[GRLUG] fat32 to ntfs

Michael Mol mikemol at gmail.com
Thu May 29 17:06:52 EDT 2008


On Thu, May 29, 2008 at 4:59 PM, Benjamin Flanders <flanderb at gmail.com> wrote:
> Short question:
> How can I convert a large partition from fat32 to ntfs without loss of
> data?  Basically does changing cluster size reformat the partition?
>
> Googleing, I found that fat32 to ntfs is a simple "convert drive
> letter: /fs:ntfs" this can be done without lose of data.

Is this a Windows command?  I hadn't heard of it.

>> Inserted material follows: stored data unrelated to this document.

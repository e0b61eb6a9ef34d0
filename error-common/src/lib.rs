//! Common error handling utilities for the hospital billing engine
//!
//! Library crates define their own domain errors (`BillingError`,
//! `RedactionError`, `ConfigError`). Binaries fold them into [`AppError`] so
//! that startup and serving failures surface through one type.
//!
//! # Example
//!
//! ```rust
//! use error_common::{AppError, Result};
//!
//! fn port_from(raw: &str) -> Result<u16> {
//!     raw.parse::<u16>()
//!         .map_err(|e| AppError::ConfigError(format!("invalid port {raw:?}: {e}")))
//! }
//!
//! assert!(port_from("8080").is_ok());
//! assert!(port_from("http").is_err());
//! ```

pub mod types;

pub use types::*;
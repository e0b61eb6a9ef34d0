use config::{Config, Environment, File};
use serde::de::DeserializeOwned;
use tracing::debug;

use crate::error::{ConfigError, Result};
use crate::providers::ConfigSource;
use crate::validation::Validate;

/// Builder that layers sources and deserializes them into a typed config
#[derive(Debug, Default, Clone)]
pub struct ConfigEngine {
    sources: Vec<ConfigSource>,
}

impl ConfigEngine {
    pub fn new() -> Self {
        Self::default()
    }

    #[must_use]
    pub fn add_source(mut self, source: ConfigSource) -> Self {
        self.sources.push(source);
        self
    }

    pub fn sources(&self) -> &[ConfigSource] {
        &self.sources
    }

    /// Merge all sources and deserialize into `T`, then run its validation.
    ///
    /// # Errors
    ///
    /// Fails when a required file is missing, a source cannot be parsed, the
    /// merged values do not fit `T`, or `T::validate` rejects them.
    pub fn load<T>(&self) -> Result<T>
    where
        T: DeserializeOwned + Validate,
    {
        let mut builder = Config::builder();

        for source in &self.sources {
            match source {
                ConfigSource::File { path, required } => {
                    if *required && !path.exists() {
                        return Err(ConfigError::SourceNotFound(path.display().to_string()));
                    }
                    debug!(path = %path.display(), required, "Adding configuration file");
                    builder = builder.add_source(File::from(path.as_path()).required(*required));
                }
                ConfigSource::Env { prefix } => {
                    debug!(prefix = %prefix, "Adding environment configuration");
                    builder = builder.add_source(
                        Environment::with_prefix(prefix)
                            .separator("__")
                            .try_parsing(true),
                    );
                }
            }
        }

        let typed: T = builder.build()?.try_deserialize()?;
        typed.validate()?;
        Ok(typed)
    }
}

Otherwise, NTFS and FAT32 are fundamentally different; Your best bet
would be to attack a large external disk to the system, format it as
NTFS, and use cp -ra to copy the files from your FAT32 disk to your
NTFS disk.  Then reformat your FAT32 disk as NTFS, and use cp -ra to
copy the files back.

>
> I also found that the optimal cluster sizes of the two file systems
> are different.  I can't seem to find any information as to whether
> changing cluster sizes destroys the data in a partition or not.
>

Keyword: optimal.

It doesn't really matter unless you're dealing with millions of really
tiny files.  So unless you're in that situation, don't worry about it.